## Exercise requirements
Show every line in the entries below where the word "declared" appears.

## Given entries

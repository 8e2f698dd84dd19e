use alloc::string::String;
use alloc::vec::Vec;
use core::mem;

use crate::error::BindError;
use crate::value::Value;

/// A property decoded before the instance existed.
#[derive(Debug)]
pub enum Buffered {
    /// Index into the decoder's property table.
    Property(usize, Value),
    /// For the any-setter.
    Any(String, Value),
}

/// Collects property-based creator arguments that arrive in any order.
///
/// Arguments are stored by their creator index; every other property seen
/// before the last argument goes to an overflow list, replayed in arrival
/// order once the instance exists.
///
/// # Examples
///
/// ```
/// use vc_bind::bean::PropertyValueBuffer;
/// use vc_bind::Value;
///
/// let mut buffer = PropertyValueBuffer::new(2);
/// buffer.buffer_property(7, Value::Int(1));
/// assert!(!buffer.set_arg(1, Value::Int(2)));
/// assert!(buffer.set_arg(0, Value::Int(3)));
///
/// let args = buffer.take_args(|_| unreachable!()).unwrap();
/// assert_eq!(args.len(), 2);
/// assert_eq!(buffer.take_buffered().len(), 1);
/// ```
#[derive(Debug)]
pub struct PropertyValueBuffer {
    args: Vec<Option<Value>>,
    missing: usize,
    buffered: Vec<Buffered>,
}

impl PropertyValueBuffer {
    pub fn new(arity: usize) -> Self {
        Self {
            args: (0..arity).map(|_| None).collect(),
            missing: arity,
            buffered: Vec::new(),
        }
    }

    /// Stores argument `index`. Returns `true` when it was the last one
    /// outstanding.
    ///
    /// A repeated argument replaces the earlier value.
    pub fn set_arg(&mut self, index: usize, value: Value) -> bool {
        let Some(slot) = self.args.get_mut(index) else {
            return false;
        };
        if slot.replace(value).is_none() {
            self.missing -= 1;
            return self.missing == 0;
        }
        false
    }

    #[inline]
    pub fn buffer_property(&mut self, index: usize, value: Value) {
        self.buffered.push(Buffered::Property(index, value));
    }

    #[inline]
    pub fn buffer_any(&mut self, name: impl Into<String>, value: Value) {
        self.buffered.push(Buffered::Any(name.into(), value));
    }

    #[inline]
    pub fn is_complete(&self) -> bool {
        self.missing == 0
    }

    #[inline]
    pub fn missing(&self) -> usize {
        self.missing
    }

    /// The creator arguments, with `absent(index)` standing in for those
    /// that never arrived.
    pub fn take_args(
        &mut self,
        mut absent: impl FnMut(usize) -> Result<Value, BindError>,
    ) -> Result<Vec<Value>, BindError> {
        let slots = mem::take(&mut self.args);
        self.missing = 0;
        slots
            .into_iter()
            .enumerate()
            .map(|(index, slot)| match slot {
                Some(value) => Ok(value),
                None => absent(index),
            })
            .collect()
    }

    /// Properties buffered so far, in arrival order.
    #[inline]
    pub fn take_buffered(&mut self) -> Vec<Buffered> {
        mem::take(&mut self.buffered)
    }
}

// -----------------------------------------------------------------------------
// Tests

#[cfg(test)]
mod tests {
    use super::*;
    use crate::types::TypeDescriptor;

    #[test]
    fn repeated_args_count_once() {
        let mut buffer = PropertyValueBuffer::new(2);
        assert!(!buffer.set_arg(0, Value::Int(1)));
        assert!(!buffer.set_arg(0, Value::Int(2)));
        assert_eq!(buffer.missing(), 1);
        assert!(buffer.set_arg(1, Value::Int(3)));
        assert!(buffer.is_complete());

        let args = buffer.take_args(|_| Ok(Value::Null)).unwrap();
        assert_eq!(args[0].as_i64(), Some(2));
    }

    #[test]
    fn missing_args_use_absent_values() {
        let mut buffer = PropertyValueBuffer::new(3);
        buffer.set_arg(1, Value::text("b"));
        let args = buffer.take_args(|index| Ok(Value::Int(index as i64))).unwrap();
        assert_eq!(args[0].as_i64(), Some(0));
        assert_eq!(args[1].as_str(), Some("b"));
        assert_eq!(args[2].as_i64(), Some(2));

        let mut buffer = PropertyValueBuffer::new(1);
        let ty = TypeDescriptor::bean("Strict");
        let err = buffer
            .take_args(|_| Err(BindError::conversion(&ty, "missing")))
            .unwrap_err();
        assert_eq!(err.path_string(), "$");
    }

    #[test]
    fn buffered_properties_keep_arrival_order() {
        let mut buffer = PropertyValueBuffer::new(1);
        buffer.buffer_any("z", Value::Int(0));
        buffer.buffer_property(4, Value::Int(1));
        buffer.buffer_any("a", Value::Int(2));

        let order: Vec<_> = buffer
            .take_buffered()
            .into_iter()
            .map(|buffered| match buffered {
                Buffered::Property(index, _) => alloc::format!("#{index}"),
                Buffered::Any(name, _) => name,
            })
            .collect();
        assert_eq!(order, ["z", "#4", "a"]);
        assert!(buffer.take_buffered().is_empty());
    }
}
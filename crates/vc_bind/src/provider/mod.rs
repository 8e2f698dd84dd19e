//! Codec resolution.
//!
//! A [`Provider`] owns the configuration, the introspector and the merged
//! [`Module`] registrations, and caches the codecs it builds from them.
//! Resolution asks, in order: the module's exact codecs, the built-in
//! scalar and untyped codecs, the container codecs (built around element
//! codecs, never cached) and finally the [cache](CodecCache), which builds
//! bean, enum and placeholder codecs, or asks the module's fallback.

// -----------------------------------------------------------------------------
// Modules

mod cache;
mod module;

// -----------------------------------------------------------------------------
// Exports

pub use cache::CodecCache;
pub use module::{Module, UnknownPropertyHandler};

// -----------------------------------------------------------------------------
// Provider

use alloc::boxed::Box;
use alloc::sync::Arc;
use core::fmt;

use vc_token::{TokenSink, TokenStream};

use crate::bean::BeanCodecBuilder;
use crate::codec::{
    CodecSlot, DecodeContext, Decoder, EncodeContext, Encoder, EnumDecoder, EnumEncoder,
    ListDecoder, ListEncoder, MapDecoder, MapEncoder, OptionalDecoder, OptionalEncoder, Shape,
    ValueWriter, builtin_decoder, builtin_encoder, classify, decode_nullable,
};
use crate::config::BindConfig;
use crate::error::{BindError, ErrorKind};
use crate::introspect::Introspector;
use crate::poly::{PolymorphicDecoder, PolymorphicEncoder, TypeIdResolver, TypeTag};
use crate::types::{TypeDescriptor, TypeKind};
use crate::value::{FromValue, ToValue, Typed, Value};

/// Entry point of data binding.
///
/// A provider is immutable once built and can be shared between threads;
/// its codec caches fill up on first use.
///
/// # Examples
///
/// ```
/// use vc_bind::{Bind, Provider};
/// use vc_bind::introspect::ClassRegistry;
/// use vc_token::json::{self, JsonWriter};
///
/// #[derive(Bind, Debug, Clone, PartialEq, Default)]
/// struct Point {
///     x: i32,
///     y: i32,
/// }
///
/// let mut registry = ClassRegistry::new();
/// registry.register::<Point>();
/// let provider = Provider::new(registry);
///
/// let mut stream = json::parse(r#"{"y":2,"x":1}"#).unwrap();
/// let point: Point = provider.decode_as(&mut stream).unwrap();
/// assert_eq!(point, Point { x: 1, y: 2 });
///
/// let mut writer = JsonWriter::new();
/// provider.encode_value(&point, &mut writer).unwrap();
/// assert_eq!(writer.into_string().unwrap(), r#"{"x":1,"y":2}"#);
/// ```
pub struct Provider {
    config: BindConfig,
    introspector: Box<dyn Introspector>,
    module: Module,
    decoders: CodecCache<dyn Decoder>,
    encoders: CodecCache<dyn Encoder>,
}

impl Provider {
    /// A provider with the default configuration and no module.
    #[inline]
    pub fn new(introspector: impl Introspector) -> Self {
        Self::builder(introspector).build()
    }

    #[inline]
    pub fn builder(introspector: impl Introspector) -> ProviderBuilder {
        ProviderBuilder {
            config: BindConfig::default(),
            introspector: Box::new(introspector),
            module: Module::new("default"),
        }
    }

    #[inline]
    pub fn config(&self) -> &BindConfig {
        &self.config
    }

    #[inline]
    pub fn introspector(&self) -> &dyn Introspector {
        &*self.introspector
    }

    #[inline]
    pub fn module(&self) -> &Module {
        &self.module
    }

    /// The linked decoder of `ty`.
    #[inline]
    pub fn resolve_decoder(&self, ty: &TypeDescriptor) -> Result<Arc<dyn Decoder>, BindError> {
        <dyn Decoder as CodecFamily>::resolve(self, ty)
    }

    /// The linked encoder of `ty`.
    #[inline]
    pub fn resolve_encoder(&self, ty: &TypeDescriptor) -> Result<Arc<dyn Encoder>, BindError> {
        <dyn Encoder as CodecFamily>::resolve(self, ty)
    }

    /// Decodes one value of type `ty`.
    ///
    /// The stream is advanced to its first token if it has none yet. On
    /// success it is left on the value's last token.
    pub fn decode(&self, ty: &TypeDescriptor, stream: &mut dyn TokenStream) -> Result<Value, BindError> {
        if stream.current().is_none() {
            stream.expect_next()?;
        }
        let decoder = self.resolve_decoder(ty)?;
        decode_nullable(&*decoder, stream, &DecodeContext::new(self))
    }

    /// Decodes one `T`.
    pub fn decode_as<T: Typed + FromValue>(&self, stream: &mut dyn TokenStream) -> Result<T, BindError> {
        let value = self.decode(&T::type_descriptor(), stream)?;
        T::from_value(value)
    }

    /// Writes `value` by its runtime type.
    #[inline]
    pub fn encode(&self, value: &Value, sink: &mut dyn TokenSink) -> Result<(), BindError> {
        self.encode_as(&TypeDescriptor::any(), value, sink)
    }

    /// Writes `value` as declared type `ty`.
    ///
    /// Abstract declarations write the type id of the value's runtime type.
    pub fn encode_as(
        &self,
        ty: &TypeDescriptor,
        value: &Value,
        sink: &mut dyn TokenSink,
    ) -> Result<(), BindError> {
        let writer = ValueWriter::for_type(ty.clone());
        writer.link(self)?;
        writer.write(value, sink, &EncodeContext::new(self))
    }

    /// Writes a `T`.
    pub fn encode_value<T: Typed + ToValue>(&self, value: &T, sink: &mut dyn TokenSink) -> Result<(), BindError> {
        self.encode_as(&T::type_descriptor(), &value.to_value(), sink)
    }

    /// The type id written for runtime type `runtime` where `declared` is
    /// expected.
    pub fn type_tag(&self, declared: &TypeDescriptor, runtime: &TypeDescriptor) -> Result<TypeTag, BindError> {
        Ok(self.type_id_resolver(declared).tag_for(runtime, self.introspector()))
    }

    /// Drops every cached codec.
    ///
    /// Codecs held elsewhere remain usable; the next lookup of a type
    /// rebuilds it.
    pub fn flush(&self) {
        self.decoders.flush();
        self.encoders.flush();
        log::debug!("flushed codec caches");
    }

    fn type_id_resolver(&self, declared: &TypeDescriptor) -> TypeIdResolver {
        TypeIdResolver::new(
            declared.clone(),
            self.introspector.find_abstract(declared),
            &self.config,
        )
    }

    /// Whether the introspector has a class model or creators for `ty`.
    #[inline]
    fn knows(&self, ty: &TypeDescriptor) -> bool {
        self.introspector.find_creators(ty).is_some()
    }

    fn build_decoder(&self, ty: &TypeDescriptor) -> Result<Arc<dyn Decoder>, BindError> {
        match classify(ty) {
            Shape::Enum => {
                if let Some(model) = self.introspector.find_enum(ty) {
                    return Ok(Arc::new(EnumDecoder::new(model)));
                }
            }
            Shape::Placeholder => {
                return Ok(Arc::new(PolymorphicDecoder::new(self.type_id_resolver(ty))));
            }
            Shape::Bean if self.knows(ty) => {
                let decoder = BeanCodecBuilder::new(ty, self.introspector()).build_decoder()?;
                return Ok(Arc::new(decoder));
            }
            _ => {}
        }
        self.module
            .fallback_decoder(ty)
            .ok_or_else(|| ErrorKind::NoCodecFound { ty: ty.clone() }.into())
    }

    fn build_encoder(&self, ty: &TypeDescriptor) -> Result<Arc<dyn Encoder>, BindError> {
        match classify(ty) {
            Shape::Enum => {
                if let Some(model) = self.introspector.find_enum(ty) {
                    return Ok(Arc::new(EnumEncoder::new(model)));
                }
            }
            Shape::Placeholder => {
                return Ok(Arc::new(PolymorphicEncoder::new(ty.clone())));
            }
            Shape::Bean if self.knows(ty) => {
                let encoder = BeanCodecBuilder::new(ty, self.introspector()).build_encoder()?;
                return Ok(Arc::new(encoder));
            }
            _ => {}
        }
        self.module
            .fallback_encoder(ty)
            .ok_or_else(|| ErrorKind::NoCodecFound { ty: ty.clone() }.into())
    }

    fn container_decoder(ty: &TypeDescriptor) -> Result<Arc<dyn Decoder>, BindError> {
        Ok(match ty.kind() {
            TypeKind::Map => Arc::new(MapDecoder::new(ty.clone())?),
            TypeKind::Optional => Arc::new(OptionalDecoder::new(ty.clone())),
            _ => Arc::new(ListDecoder::new(ty.clone())),
        })
    }

    fn container_encoder(ty: &TypeDescriptor) -> Arc<dyn Encoder> {
        match ty.kind() {
            TypeKind::Map => Arc::new(MapEncoder::new(ty.clone())),
            TypeKind::Optional => Arc::new(OptionalEncoder::new(ty.clone())),
            _ => Arc::new(ListEncoder::new(ty.clone())),
        }
    }
}

impl fmt::Debug for Provider {
    fn fmt(&self, f: &mut fmt::Formatter<'_>) -> fmt::Result {
        f.debug_struct("Provider")
            .field("config", &self.config)
            .field("module", &self.module)
            .field("decoders", &self.decoders)
            .field("encoders", &self.encoders)
            .finish_non_exhaustive()
    }
}

// -----------------------------------------------------------------------------
// ProviderBuilder

/// Collects configuration and modules for a [`Provider`].
#[must_use]
pub struct ProviderBuilder {
    config: BindConfig,
    introspector: Box<dyn Introspector>,
    module: Module,
}

impl ProviderBuilder {
    #[inline]
    pub fn config(mut self, config: BindConfig) -> Self {
        self.config = config;
        self
    }

    /// Adds a module. Later modules override the codecs of earlier ones.
    #[inline]
    pub fn module(mut self, module: Module) -> Self {
        self.module.extend(module);
        self
    }

    pub fn build(self) -> Provider {
        Provider {
            config: self.config,
            introspector: self.introspector,
            module: self.module,
            decoders: CodecCache::new(),
            encoders: CodecCache::new(),
        }
    }
}

// -----------------------------------------------------------------------------
// CodecFamily

/// Decoders or encoders, resolved the same way.
pub trait CodecFamily: Send + Sync + 'static {
    /// The slot of `ty`, weak if `ty` is still being built on this thread.
    fn resolve_slot(provider: &Provider, ty: &TypeDescriptor) -> Result<CodecSlot<Self>, BindError>;

    /// The linked codec of `ty`.
    fn resolve(provider: &Provider, ty: &TypeDescriptor) -> Result<Arc<Self>, BindError> {
        match Self::resolve_slot(provider, ty)? {
            CodecSlot::Strong(codec) => Ok(codec),
            CodecSlot::Cyclic { codec, ty } => codec.upgrade().ok_or_else(|| {
                BindError::invalid_definition(&ty, "codec was dropped while being built")
            }),
        }
    }
}

impl CodecFamily for dyn Decoder {
    fn resolve_slot(provider: &Provider, ty: &TypeDescriptor) -> Result<CodecSlot<Self>, BindError> {
        if let Some(decoder) = provider.module.decoder(ty) {
            return Ok(CodecSlot::Strong(decoder));
        }
        if let Some(decoder) = builtin_decoder(ty) {
            return Ok(CodecSlot::Strong(decoder));
        }
        if classify(ty) == Shape::Container {
            let decoder = Provider::container_decoder(ty)?;
            decoder.link(provider)?;
            return Ok(CodecSlot::Strong(decoder));
        }
        provider.decoders.resolve(
            ty,
            || provider.build_decoder(ty),
            |decoder| decoder.link(provider),
        )
    }
}

impl CodecFamily for dyn Encoder {
    fn resolve_slot(provider: &Provider, ty: &TypeDescriptor) -> Result<CodecSlot<Self>, BindError> {
        if let Some(encoder) = provider.module.encoder(ty) {
            return Ok(CodecSlot::Strong(encoder));
        }
        if let Some(encoder) = builtin_encoder(ty) {
            return Ok(CodecSlot::Strong(encoder));
        }
        if classify(ty) == Shape::Container {
            let encoder = Provider::container_encoder(ty);
            encoder.link(provider)?;
            return Ok(CodecSlot::Strong(encoder));
        }
        provider.encoders.resolve(
            ty,
            || provider.build_encoder(ty),
            |encoder| encoder.link(provider),
        )
    }
}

## Task result
    /// Writes `value` as declared type `ty`.
    /// The type id written for runtime type `runtime` where `declared` is
    pub fn type_tag(&self, declared: &TypeDescriptor, runtime: &TypeDescriptor) -> Result<TypeTag, BindError> {
        Ok(self.type_id_resolver(declared).tag_for(runtime, self.introspector()))
    fn type_id_resolver(&self, declared: &TypeDescriptor) -> TypeIdResolver {
            declared.clone(),
            self.introspector.find_abstract(declared),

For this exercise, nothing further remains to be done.